Word for word, restate the lines of the material below from its first line through the one containing "forward transition from". Omit the rest.

——

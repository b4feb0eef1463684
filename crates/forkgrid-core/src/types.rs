//! Domain types shared by the master and its subsystems.
//!
//! Worker records and stats live in the master's event loop and are
//! mutated only there. The report types are the read-only projection
//! published to the HTTP surface and the load balancer.

use std::fmt;
use std::net::SocketAddr;
use std::time::{Duration, SystemTime, UNIX_EPOCH};

use serde::{Deserialize, Serialize};
use tokio::time::Instant;

/// Identifier of a worker process, unique for the lifetime of the master.
pub type WorkerId = u32;

// ── Worker lifecycle ──────────────────────────────────────────────

/// Lifecycle status of a worker. Only ever advances in declaration order.
#[derive(Debug, Clone, Copy, PartialEq, Eq, PartialOrd, Ord, Hash, Serialize, Deserialize)]
#[serde(rename_all = "snake_case")]
pub enum WorkerStatus {
    Starting,
    Online,
    Draining,
    Dead,
}

impl WorkerStatus {
    /// Starting and Online workers count towards the pool size.
    pub fn is_live(self) -> bool {
        matches!(self, Self::Starting | Self::Online)
    }

    /// Whether `next` is a forward transition from `self`.
    pub fn can_advance_to(self, next: WorkerStatus) -> bool {
        next > self
    }
}

/// Book-keeping for one forked worker.
#[derive(Debug, Clone, PartialEq, Serialize)]
#[serde(rename_all = "camelCase")]
pub struct WorkerRecord {
    pub id: WorkerId,
    /// OS process id, if the spawner exposes one.
    pub pid: Option<u32>,
    /// Unix timestamp (milliseconds) of the fork.
    pub started_at: u64,
    /// Restarts in the lineage this worker replaced.
    pub restart_count: u32,
    pub status: WorkerStatus,
}

impl WorkerRecord {
    pub fn new(id: WorkerId, pid: Option<u32>, restart_count: u32) -> Self {
        Self {
            id,
            pid,
            started_at: epoch_millis(),
            restart_count,
            status: WorkerStatus::Starting,
        }
    }

    /// Move to `next` if it is a forward transition.
    ///
    /// Returns `false` and leaves the status untouched otherwise.
    pub fn advance(&mut self, next: WorkerStatus) -> bool {
        if self.status.can_advance_to(next) {
            self.status = next;
            true
        } else {
            false
        }
    }

    pub fn is_live(&self) -> bool {
        self.status.is_live()
    }
}

/// How a worker process terminated.
#[derive(Debug, Clone, Copy, PartialEq, Eq, Serialize)]
#[serde(rename_all = "snake_case")]
pub enum WorkerExit {
    /// Exited with a status code.
    Code(i32),
    /// Terminated by a signal.
    Signal(i32),
    /// The platform reported neither.
    Unknown,
}

impl WorkerExit {
    /// Build from a `std::process::ExitStatus`.
    pub fn from_status(status: std::process::ExitStatus) -> Self {
        if let Some(code) = status.code() {
            return Self::Code(code);
        }
        #[cfg(unix)]
        {
            use std::os::unix::process::ExitStatusExt;
            if let Some(signal) = status.signal() {
                return Self::Signal(signal);
            }
        }
        Self::Unknown
    }

    /// Exit code zero.
    pub fn is_clean(&self) -> bool {
        matches!(self, Self::Code(0))
    }
}

impl fmt::Display for WorkerExit {
    fn fmt(&self, f: &mut fmt::Formatter<'_>) -> fmt::Result {
        match self {
            Self::Code(code) => write!(f, "exited with code {code}"),
            Self::Signal(signal) => write!(f, "killed by signal {signal}"),
            Self::Unknown => write!(f, "terminated for an unknown reason"),
        }
    }
}

// ── Stats ─────────────────────────────────────────────────────────

/// Latest resource and request figures for one worker.
///
/// CPU and memory are percentages (0–100) so they can be summed into a
/// utilization score without further weighting.
#[derive(Debug, Clone, PartialEq, Serialize)]
#[serde(rename_all = "camelCase")]
pub struct WorkerStats {
    pub requests: u64,
    pub errors: u64,
    /// Mean response time in milliseconds.
    pub avg_response_time: f64,
    pub cpu_usage: f64,
    pub memory_usage: f64,
    pub memory_bytes: u64,
    /// Worker-reported uptime in seconds.
    pub uptime: f64,
    #[serde(skip)]
    pub last_heartbeat: Instant,
}

impl WorkerStats {
    pub fn new(now: Instant) -> Self {
        Self {
            requests: 0,
            errors: 0,
            avg_response_time: 0.0,
            cpu_usage: 0.0,
            memory_usage: 0.0,
            memory_bytes: 0,
            uptime: 0.0,
            last_heartbeat: now,
        }
    }

    /// Composite CPU + memory figure used to rank scale-down candidates.
    pub fn utilization_score(&self) -> f64 {
        self.cpu_usage + self.memory_usage
    }

    /// Time since the last heartbeat.
    pub fn heartbeat_age(&self, now: Instant) -> Duration {
        now.saturating_duration_since(self.last_heartbeat)
    }
}

// ── Scaling ───────────────────────────────────────────────────────

/// Static autoscaling thresholds and pool bounds.
#[derive(Debug, Clone, PartialEq, Serialize, Deserialize)]
#[serde(default)]
pub struct ScalingThresholds {
    /// Fleet-average CPU percentage above which the pool grows.
    pub cpu_pct: f64,
    /// Fleet-average memory percentage above which the pool grows.
    pub mem_pct: f64,
    /// Fleet-average response time (ms) above which the pool grows.
    pub response_ms: f64,
    pub min_workers: u32,
    pub max_workers: u32,
}

impl Default for ScalingThresholds {
    fn default() -> Self {
        let cores = std::thread::available_parallelism()
            .map(|n| n.get() as u32)
            .unwrap_or(2);
        Self {
            cpu_pct: 80.0,
            mem_pct: 85.0,
            response_ms: 2000.0,
            min_workers: 2,
            max_workers: cores.max(2),
        }
    }
}

/// Direction of a scaling action.
#[derive(Debug, Clone, Copy, PartialEq, Eq, Serialize, Deserialize)]
#[serde(rename_all = "snake_case")]
pub enum ScalingKind {
    Up,
    Down,
}

/// One applied scaling action.
#[derive(Debug, Clone, PartialEq, Serialize)]
#[serde(rename_all = "camelCase")]
pub struct ScalingEvent {
    pub kind: ScalingKind,
    /// Unix timestamp in milliseconds.
    pub timestamp: u64,
    /// Live worker count once the action settles.
    pub resulting_count: u32,
    /// Worker started (up) or drained (down).
    pub worker: WorkerId,
}

// ── Load balancing ────────────────────────────────────────────────

/// How inbound connections are spread over workers.
#[derive(Debug, Clone, Copy, PartialEq, Eq, Serialize, Deserialize)]
#[serde(rename_all = "snake_case")]
pub enum BalanceStrategy {
    RoundRobin,
    Sticky,
}

/// A routable worker: Online, with a known local listen address.
#[derive(Debug, Clone, Copy, PartialEq, Eq, Serialize)]
#[serde(rename_all = "camelCase")]
pub struct Backend {
    pub worker_id: WorkerId,
    pub addr: SocketAddr,
}

// ── Reports ───────────────────────────────────────────────────────

/// Overall verdict of the cluster health predicate.
#[derive(Debug, Clone, Copy, PartialEq, Eq, Serialize)]
#[serde(rename_all = "lowercase")]
pub enum HealthState {
    Healthy,
    Unhealthy,
}

#[derive(Debug, Clone, PartialEq, Serialize)]
#[serde(rename_all = "camelCase")]
pub struct WorkerCounts {
    pub total: u32,
    pub healthy: u32,
    pub health_percentage: f64,
}

#[derive(Debug, Clone, PartialEq, Serialize)]
#[serde(rename_all = "camelCase")]
pub struct HealthMetrics {
    pub error_rate: f64,
    pub avg_response_time: f64,
    pub total_requests: u64,
    pub worker_crashes: u64,
}

/// Derived cluster health, computed on demand and never stored.
#[derive(Debug, Clone, PartialEq, Serialize)]
pub struct ClusterHealthSnapshot {
    pub status: HealthState,
    pub workers: WorkerCounts,
    pub metrics: HealthMetrics,
    /// Unix timestamp in milliseconds.
    pub timestamp: u64,
}

impl ClusterHealthSnapshot {
    pub fn is_healthy(&self) -> bool {
        self.status == HealthState::Healthy
    }
}

/// Fleet-wide aggregates over all tracked workers.
#[derive(Debug, Clone, Default, PartialEq, Serialize)]
#[serde(rename_all = "camelCase")]
pub struct FleetSummary {
    pub total_requests: u64,
    pub total_errors: u64,
    /// Errors over requests, 0.0–1.0.
    pub error_rate: f64,
    /// Request-weighted mean response time in milliseconds.
    pub avg_response_time: f64,
    pub avg_cpu: f64,
    pub avg_memory: f64,
    pub worker_crashes: u64,
    pub worker_restarts: u64,
}

/// Phase of the graceful shutdown state machine.
#[derive(Debug, Clone, Copy, PartialEq, Eq, Serialize)]
#[serde(rename_all = "snake_case")]
pub enum ShutdownPhase {
    Running,
    Draining,
    Terminated,
}

/// One worker as seen by the HTTP surface.
#[derive(Debug, Clone, PartialEq, Serialize)]
#[serde(rename_all = "camelCase")]
pub struct WorkerReport {
    #[serde(flatten)]
    pub record: WorkerRecord,
    pub stats: WorkerStats,
    pub heartbeat_age_ms: u64,
}

/// Read-only view of the cluster, republished after every master event.
#[derive(Debug, Clone, PartialEq, Serialize)]
#[serde(rename_all = "camelCase")]
pub struct ClusterReport {
    pub health: ClusterHealthSnapshot,
    pub fleet: FleetSummary,
    pub workers: Vec<WorkerReport>,
    pub last_scaling: Option<ScalingEvent>,
    pub phase: ShutdownPhase,
}

impl ClusterReport {
    /// Report for a master that has not forked anything yet.
    pub fn empty() -> Self {
        Self {
            health: ClusterHealthSnapshot {
                status: HealthState::Unhealthy,
                workers: WorkerCounts {
                    total: 0,
                    healthy: 0,
                    health_percentage: 0.0,
                },
                metrics: HealthMetrics {
                    error_rate: 0.0,
                    avg_response_time: 0.0,
                    total_requests: 0,
                    worker_crashes: 0,
                },
                timestamp: epoch_millis(),
            },
            fleet: FleetSummary::default(),
            workers: Vec::new(),
            last_scaling: None,
            phase: ShutdownPhase::Running,
        }
    }
}

/// Current wall-clock time as unix milliseconds.
pub fn epoch_millis() -> u64 {
    SystemTime::now()
        .duration_since(UNIX_EPOCH)
        .unwrap_or_default()
        .as_millis() as u64
}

——

**Task solution:**
repository b4feb0eef1463684
filename crates/forkgrid-core/src/types.rs
//! Domain types shared by the master and its subsystems.
//!
//! Worker records and stats live in the master's event loop and are
//! mutated only there. The report types are the read-only projection
//! published to the HTTP surface and the load balancer.

use std::fmt;
use std::net::SocketAddr;
use std::time::{Duration, SystemTime, UNIX_EPOCH};

use serde::{Deserialize, Serialize};
use tokio::time::Instant;

/// Identifier of a worker process, unique for the lifetime of the master.
pub type WorkerId = u32;

// ── Worker lifecycle ──────────────────────────────────────────────

/// Lifecycle status of a worker. Only ever advances in declaration order.
#[derive(Debug, Clone, Copy, PartialEq, Eq, PartialOrd, Ord, Hash, Serialize, Deserialize)]
#[serde(rename_all = "snake_case")]
pub enum WorkerStatus {
    Starting,
    Online,
    Draining,
    Dead,
}

impl WorkerStatus {
    /// Starting and Online workers count towards the pool size.
    pub fn is_live(self) -> bool {
        matches!(self, Self::Starting | Self::Online)
    }

    /// Whether `next` is a forward transition from `self`.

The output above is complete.